Известный режиссер и директор «Мосфильма» приезжал в Светлогорск в качестве почетного гостя фестиваля «Балтийские дебюты» и ответил на вопросы «Комсомолки».
«Анну Каренину» мало кто читал»
— На открытии фестиваля «Балтийские дебюты» в Светлогорске показали ваш фильм «Анна Каренина. История Вронского». Это не первый фестиваль, где демонстрировалась эта кинолента?
— Картина была в Шанхае, теперь должна ехать на фестиваль в Монреаль, где ей предстоит участвовать в конкурсной программе. В России у меня прошли спецпоказы на «Кинотавре» и здесь, в Светлогорске.
— Удалось после этого пообщаться со зрителями?
— Нет, я не оставался. Но мгновенный отклик для меня важен. Я всегда с удовольствием слушаю, что говорят. Бывают разные реакции, с чем-то я не согласен. Но это наша профессия. Какая бы ни была реакция, ты ничего не изменишь и даже не собираешься менять. Нравится или нет, но я уже снял картину, и она будет такой, какая есть. Даже если зрителю не нравится, но его зацепило, мне приятно. Хуже всего, когда кино оставляет равнодушным.
— После показала сериальной версии «Анны Карениной» по телевидению равнодушных не было. Множество откликов, в том числе негативных. Поднимались волны недовольства, кому-то не нравилась Лиза Боярская, даже ее голос критиковали. Как вы это восприняли?
— Я не читал это. Вообще не очень интересуюсь реакцией интернета. Мой друг Володя Меньшов правильно сказал, что сегодня интернет – как надписи в общественном туалете. Написать можно, что хочешь, и так будет до тех пор, пока интернет остается безличным. Нет, люди должны подписываться своими именем и фамилией. Я, когда снимаю кино, подписываюсь же своей фамилией.
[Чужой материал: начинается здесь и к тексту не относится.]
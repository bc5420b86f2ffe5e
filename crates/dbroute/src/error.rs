//! Routing error types.

use dbroute_pool::PoolError;
use thiserror::Error;

use crate::role::Role;

/// Result type for routing operations.
pub type Result<T> = std::result::Result<T, Error>;

/// Errors surfaced by the routing layer.
#[derive(Debug, Error)]
#[non_exhaustive]
pub enum Error {
    /// A pool operation failed; passed through unchanged.
    #[error(transparent)]
    Pool(#[from] PoolError),

    /// No pool is configured for the requested role.
    #[error("no pool configured for role {0}")]
    UnknownRole(Role),

    /// A pool could not be pre-warmed to its minimum size.
    #[error("failed to start pool for role {role}: {source}")]
    StartupFailed {
        /// Role whose pool failed.
        role: Role,
        /// Underlying pool failure.
        #[source]
        source: PoolError,
    },

    /// Invalid routing or connection configuration.
    #[error("configuration error: {0}")]
    Config(String),

    /// Commit or rollback was called with a non-transactional context.
    #[error("routing context does not belong to a transaction")]
    NotInTransaction,
}

impl Error {
    /// Whether the caller may sensibly retry.
    ///
    /// Only pool timeouts, exhaustion and validation failures qualify.
    /// `UnknownRole` and `StartupFailed` point at configuration or code
    /// defects.
    #[must_use]
    pub fn is_recoverable(&self) -> bool {
        match self {
            Error::Pool(e) => e.is_transient(),
            _ => false,
        }
    }
}

#[cfg(test)]
mod tests {
    use super::*;
    use std::time::Duration;

    #[test]
    fn test_pool_errors_pass_through() {
        let err = Error::from(PoolError::Exhausted { max: 4 });
        assert_eq!(err.to_string(), "pool exhausted: all 4 connections in use");
        assert!(err.is_recoverable());
    }

    #[test]
    fn test_startup_and_role_errors_are_fatal() {
        let startup = Error::StartupFailed {
            role: Role::REPLICA,
            source: PoolError::Timeout {
                phase: dbroute_pool::TimeoutPhase::Create,
                timeout: Duration::from_secs(1),
            },
        };
        assert!(!startup.is_recoverable());
        assert!(startup.to_string().contains("replica"));
        assert!(!Error::UnknownRole(Role::replica(7)).is_recoverable());
    }
}
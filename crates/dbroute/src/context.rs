//! Per-operation routing context.
//!
//! A [`RoutingContext`] carries what is known about the caller's intent at
//! the moment a connection is requested. The read-only hint is tri-state
//! because the transaction layer does not always know whether a transaction
//! is read-only before it needs a connection to start it; `Unknown` is an
//! ordinary input and routes to the default role.
//!
//! A transaction layer that learns the hint after the context was created can
//! feed it in through [`RoutingContext::resolve_hint`] before the first
//! acquisition.

use std::fmt;
use std::sync::OnceLock;

use uuid::Uuid;

use crate::role::Role;

/// Whether the caller's work is known to be read-only.
#[derive(Debug, Clone, Copy, Default, PartialEq, Eq, Hash)]
pub enum ReadOnlyHint {
    /// Only reads; may be served by a replica.
    ReadOnly,
    /// May write; must be served by the primary.
    ReadWrite,
    /// Not yet established.
    #[default]
    Unknown,
}

impl From<bool> for ReadOnlyHint {
    fn from(read_only: bool) -> Self {
        if read_only {
            ReadOnlyHint::ReadOnly
        } else {
            ReadOnlyHint::ReadWrite
        }
    }
}

impl From<Option<bool>> for ReadOnlyHint {
    fn from(read_only: Option<bool>) -> Self {
        read_only.map_or(ReadOnlyHint::Unknown, ReadOnlyHint::from)
    }
}

impl fmt::Display for ReadOnlyHint {
    fn fmt(&self, f: &mut fmt::Formatter<'_>) -> fmt::Result {
        match self {
            ReadOnlyHint::ReadOnly => f.write_str("read_only"),
            ReadOnlyHint::ReadWrite => f.write_str("read_write"),
            ReadOnlyHint::Unknown => f.write_str("unknown"),
        }
    }
}

/// Identifier of one logical transaction.
#[derive(Debug, Clone, Copy, PartialEq, Eq, Hash)]
pub struct TransactionId(Uuid);

impl TransactionId {
    pub(crate) fn new() -> Self {
        Self(Uuid::new_v4())
    }

    /// The underlying UUID.
    #[must_use]
    pub fn as_uuid(&self) -> &Uuid {
        &self.0
    }
}

impl fmt::Display for TransactionId {
    fn fmt(&self, f: &mut fmt::Formatter<'_>) -> fmt::Result {
        fmt::Display::fmt(&self.0, f)
    }
}

/// Routing input for one logical operation or transaction.
///
/// Transaction contexts pin the role chosen by their first acquisition so
/// that every later acquisition in the same transaction lands on the same
/// role.
#[derive(Debug, Default)]
pub struct RoutingContext {
    hint: ReadOnlyHint,
    transaction: Option<TransactionId>,
    pinned: OnceLock<Role>,
}

impl RoutingContext {
    /// Context with an unknown hint and no transaction.
    #[must_use]
    pub fn new() -> Self {
        Self::default()
    }

    /// Context for a read-only operation.
    #[must_use]
    pub fn read_only() -> Self {
        Self::new().with_hint(ReadOnlyHint::ReadOnly)
    }

    /// Context for an operation that may write.
    #[must_use]
    pub fn read_write() -> Self {
        Self::new().with_hint(ReadOnlyHint::ReadWrite)
    }

    /// Replace the hint.
    #[must_use]
    pub fn with_hint(mut self, hint: impl Into<ReadOnlyHint>) -> Self {
        self.hint = hint.into();
        self
    }

    pub(crate) fn for_transaction(read_only: bool) -> Self {
        Self {
            hint: read_only.into(),
            transaction: Some(TransactionId::new()),
            pinned: OnceLock::new(),
        }
    }

    /// Supply a hint that became known after the context was created.
    ///
    /// Only an `Unknown` hint is replaced, and only before the context has
    /// been pinned to a role. Returns whether the hint was applied.
    pub fn resolve_hint(&mut self, hint: impl Into<ReadOnlyHint>) -> bool {
        let hint = hint.into();
        if self.hint != ReadOnlyHint::Unknown || self.pinned.get().is_some() {
            return false;
        }
        self.hint = hint;
        true
    }

    /// The read-only hint.
    #[must_use]
    pub fn hint(&self) -> ReadOnlyHint {
        self.hint
    }

    /// The transaction this context belongs to, if any.
    #[must_use]
    pub fn transaction_id(&self) -> Option<TransactionId> {
        self.transaction
    }

    /// Whether this context belongs to a transaction.
    #[must_use]
    pub fn is_transactional(&self) -> bool {
        self.transaction.is_some()
    }

    /// The role this context is bound to, once pinned.
    #[must_use]
    pub fn pinned_role(&self) -> Option<Role> {
        self.pinned.get().copied()
    }

    /// Bind the context to `role` unless it is already bound; returns the
    /// role the context ends up bound to.
    pub(crate) fn pin(&self, role: Role) -> Role {
        *self.pinned.get_or_init(|| role)
    }
}
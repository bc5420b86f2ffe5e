//! Fuzz target for role name parsing.
//!
//! A role that parses must render back to a string that parses to the same
//! role.

#![no_main]

use dbroute::Role;
use libfuzzer_sys::fuzz_target;

fuzz_target!(|data: &str| {
    if let Ok(role) = data.parse::<Role>() {
        let rendered = role.to_string();
        assert_eq!(rendered.parse::<Role>().ok(), Some(role));
    }
});
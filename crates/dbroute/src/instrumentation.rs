//! Tracing spans for routing operations.
//!
//! Every acquisition runs inside a `dbroute.acquire` span carrying the
//! read-only hint, the chosen role and, for transactions, the transaction
//! id. Transaction boundaries get their own spans so a subscriber can
//! correlate the acquisitions of one transaction.

use tracing::Span;
use tracing::field::{Empty, display};

use crate::context::RoutingContext;
use crate::role::Role;

/// Span names for routing operations.
pub mod span_names {
    /// Span name for connection acquisition.
    pub const ACQUIRE: &str = "dbroute.acquire";
    /// Span name for beginning a transaction.
    pub const BEGIN_TRANSACTION: &str = "dbroute.begin_transaction";
    /// Span name for committing a transaction.
    pub const COMMIT: &str = "dbroute.commit";
    /// Span name for rolling back a transaction.
    pub const ROLLBACK: &str = "dbroute.rollback";
    /// Span name for pool registry initialization.
    pub const INITIALIZE: &str = "dbroute.initialize";
    /// Span name for registry shutdown.
    pub const SHUTDOWN: &str = "dbroute.shutdown";
}

/// Field keys recorded on routing spans.
pub mod attributes {
    /// Target role.
    pub const ROLE: &str = "db.role";
    /// Read-only hint of the routing context.
    pub const HINT: &str = "db.read_only_hint";
    /// Transaction id, when the context is transactional.
    pub const TRANSACTION_ID: &str = "db.transaction_id";
}

/// Span for acquiring a connection for `ctx` from the pool serving `role`.
pub(crate) fn acquire_span(ctx: &RoutingContext, role: Role) -> Span {
    let span = tracing::debug_span!(
        span_names::ACQUIRE,
        db.role = Empty,
        db.read_only_hint = Empty,
        db.transaction_id = Empty,
    );
    span.record(attributes::ROLE, display(role));
    record_context(&span, ctx);
    span
}

/// Span for a transaction boundary.
pub(crate) fn transaction_span(name: &'static str, ctx: &RoutingContext) -> Span {
    let span = match name {
        span_names::BEGIN_TRANSACTION => tracing::debug_span!(
            span_names::BEGIN_TRANSACTION,
            db.role = Empty,
            db.read_only_hint = Empty,
            db.transaction_id = Empty,
        ),
        span_names::COMMIT => tracing::debug_span!(
            span_names::COMMIT,
            db.role = Empty,
            db.read_only_hint = Empty,
            db.transaction_id = Empty,
        ),
        _ => tracing::debug_span!(
            span_names::ROLLBACK,
            db.role = Empty,
            db.read_only_hint = Empty,
            db.transaction_id = Empty,
        ),
    };
    if let Some(role) = ctx.pinned_role() {
        span.record(attributes::ROLE, display(role));
    }
    record_context(&span, ctx);
    span
}

fn record_context(span: &Span, ctx: &RoutingContext) {
    span.record(attributes::HINT, display(ctx.hint()));
    if let Some(id) = ctx.transaction_id() {
        span.record(attributes::TRANSACTION_ID, display(id));
    }
}

#[cfg(test)]
mod tests {
    use super::*;
    use tracing_subscriber::filter::LevelFilter;
    use tracing_subscriber::layer::SubscriberExt;

    #[test]
    fn test_span_names_are_namespaced() {
        for name in [
            span_names::ACQUIRE,
            span_names::BEGIN_TRANSACTION,
            span_names::COMMIT,
            span_names::ROLLBACK,
            span_names::INITIALIZE,
            span_names::SHUTDOWN,
        ] {
            assert!(name.starts_with("dbroute."));
        }
    }

    #[test]
    fn test_spans_build_without_subscriber() {
        let ctx = RoutingContext::for_transaction(true);
        let _ = acquire_span(&ctx, Role::REPLICA);
        let _ = transaction_span(span_names::COMMIT, &ctx);
        let _ = transaction_span(span_names::ROLLBACK, &RoutingContext::new());
    }

    #[test]
    fn test_spans_declare_attribute_fields() {
        let subscriber = tracing_subscriber::registry().with(LevelFilter::DEBUG);
        tracing::subscriber::with_default(subscriber, || {
            let ctx = RoutingContext::for_transaction(true);
            let spans = [
                acquire_span(&ctx, Role::REPLICA),
                transaction_span(span_names::BEGIN_TRANSACTION, &ctx),
                transaction_span(span_names::COMMIT, &ctx),
                transaction_span(span_names::ROLLBACK, &ctx),
            ];
            for span in &spans {
                for key in [attributes::ROLE, attributes::HINT, attributes::TRANSACTION_ID] {
                    assert!(span.field(key).is_some(), "{key} missing");
                }
            }
        });
    }
}
impl Drop for PooledConnection {
    fn drop(&mut self) {
        let Some(conn) = self.conn.take() else {
            return;
        };
        let metadata = self.metadata.clone();
        let needs_reset = self.pool.config.reset_on_return && !self.invalid;
        if needs_reset {
            if let Ok(handle) = tokio::runtime::Handle::try_current() {
                let pool = Arc::clone(&self.pool);
                let invalid = self.invalid;
                handle.spawn(async move {
                    pool.recycle(conn, metadata, invalid).await;
                });
                return;
            }
            // No runtime to run the reset on; never hand out an unreset session.
            self.pool.finish_lease(conn, metadata, true);
            return;
        }
        self.pool.finish_lease(conn, metadata, self.invalid);
    }
}
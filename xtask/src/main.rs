//! Build automation tasks for the dbroute workspace.
//!
//! Run with `cargo xtask <command>`.

use std::path::PathBuf;

use anyhow::{Context, Result};
use clap::{Parser, Subcommand};
use xshell::{Shell, cmd};

#[derive(Parser)]
#[command(name = "xtask", about = "Build automation for dbroute")]
struct Cli {
    #[command(subcommand)]
    command: Command,
}

#[derive(Subcommand)]
enum Command {
    /// Run all checks (format, lint, test)
    Ci,
    /// Run cargo fmt --check
    Fmt,
    /// Run clippy on all targets
    Clippy,
    /// Run tests, optionally for one crate
    Test {
        /// Crate to test (e.g. dbroute-pool)
        #[arg(short, long)]
        package: Option<String>,
    },
    /// Run the pool property tests with more cases
    Props {
        /// Number of proptest cases
        #[arg(long, default_value_t = 512)]
        cases: u32,
    },
    /// Generate documentation
    Doc,
    /// Clean build artifacts
    Clean,
}

fn main() -> Result<()> {
    let cli = Cli::parse();
    let sh = Shell::new()?;

    // Change to workspace root
    let workspace_root = workspace_root()?;
    sh.change_dir(&workspace_root);

    match cli.command {
        Command::Ci => {
            println!("Running CI checks...");
            fmt(&sh)?;
            clippy(&sh)?;
            test(&sh, None)?;
            doc(&sh)?;
            println!("All CI checks passed!");
        }
        Command::Fmt => fmt(&sh)?,
        Command::Clippy => clippy(&sh)?,
        Command::Test { package } => test(&sh, package.as_deref())?,
        Command::Props { cases } => props(&sh, cases)?,
        Command::Doc => doc(&sh)?,
        Command::Clean => clean(&sh)?,
    }

    Ok(())
}

fn workspace_root() -> Result<PathBuf> {
    let output = std::process::Command::new("cargo")
        .args(["locate-project", "--workspace", "--message-format=plain"])
        .output()
        .context("failed to run cargo locate-project")?;

    let path = String::from_utf8(output.stdout)
        .context("invalid UTF-8 in cargo output")?
        .trim()
        .to_string();

    Ok(PathBuf::from(path)
        .parent()
        .context("failed to get workspace root")?
        .to_path_buf())
}

fn fmt(sh: &Shell) -> Result<()> {
    println!("Checking formatting...");
    cmd!(sh, "cargo fmt --all -- --check").run()?;
    println!("Formatting check passed.");
    Ok(())
}

fn clippy(sh: &Shell) -> Result<()> {
    println!("Running clippy...");
    cmd!(sh, "cargo clippy --workspace --all-targets -- -D warnings").run()?;
    println!("Clippy check passed.");
    Ok(())
}

fn test(sh: &Shell, package: Option<&str>) -> Result<()> {
    match package {
        Some(package) => {
            println!("Running tests for {package}...");
            cmd!(sh, "cargo test -p {package}").run()?;
        }
        None => {
            println!("Running tests...");
            cmd!(sh, "cargo test --workspace").run()?;
        }
    }
    println!("All tests passed.");
    Ok(())
}

fn props(sh: &Shell, cases: u32) -> Result<()> {
    println!("Running pool property tests ({cases} cases)...");
    cmd!(sh, "cargo test -p dbroute-testing --release --test pool_properties")
        .env("PROPTEST_CASES", cases.to_string())
        .run()?;
    println!("Property tests passed.");
    Ok(())
}

fn doc(sh: &Shell) -> Result<()> {
    println!("Generating documentation...");
    cmd!(sh, "cargo doc --workspace --no-deps").run()?;
    println!("Documentation generated.");
    Ok(())
}

fn clean(sh: &Shell) -> Result<()> {
    println!("Cleaning build artifacts...");
    cmd!(sh, "cargo clean").run()?;
    println!("Clean complete.");
    Ok(())
}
Личная подпись означает совсем иную ответственность, ты по-другому разговариваешь! А когда человек подписывается вымышленным именем, то думай и гадай, кто это и что это. Есть ли он на самом деле? В современном интернете масса всевозможных покупных вещей, проплаченных акций.
Мне приятно общаться с живыми людьми или с теми, кто подписывается своим именем. Мне приходили письма-отклики на «Анну Каренину», было, человек писал, что он принимает эту работу. Не принимает – это право зрителя. Тем более, выясняется, что «Анну Каренину» мало кто читал – это сплошь и рядом, и это видно по разговору. А если и читал, то в школе, и ничего не помнит. Если шумят, хорошо. Я к этому спокойно отношусь.
— Другие экранизации «Карениной» смотрели?
— Мало смотрел. Достойная была в свое время экранизация режиссера Александра Зархи в 1967 году. Хотя не могу сказать, что она меня как-то убедила. Я с уважением отношусь к работам своих коллег. Но зачем мне, если разобраться, смотреть другие экранизации? Я делал свою версию. То, что у меня получилось – это оригинальное произведение, тем более, в него привнесен еще Вересаев. (За основу фильма Шахназаров взял, в том числе повесть «На японской войне» Викентия Вересаева, современника Толстого, — Ред.).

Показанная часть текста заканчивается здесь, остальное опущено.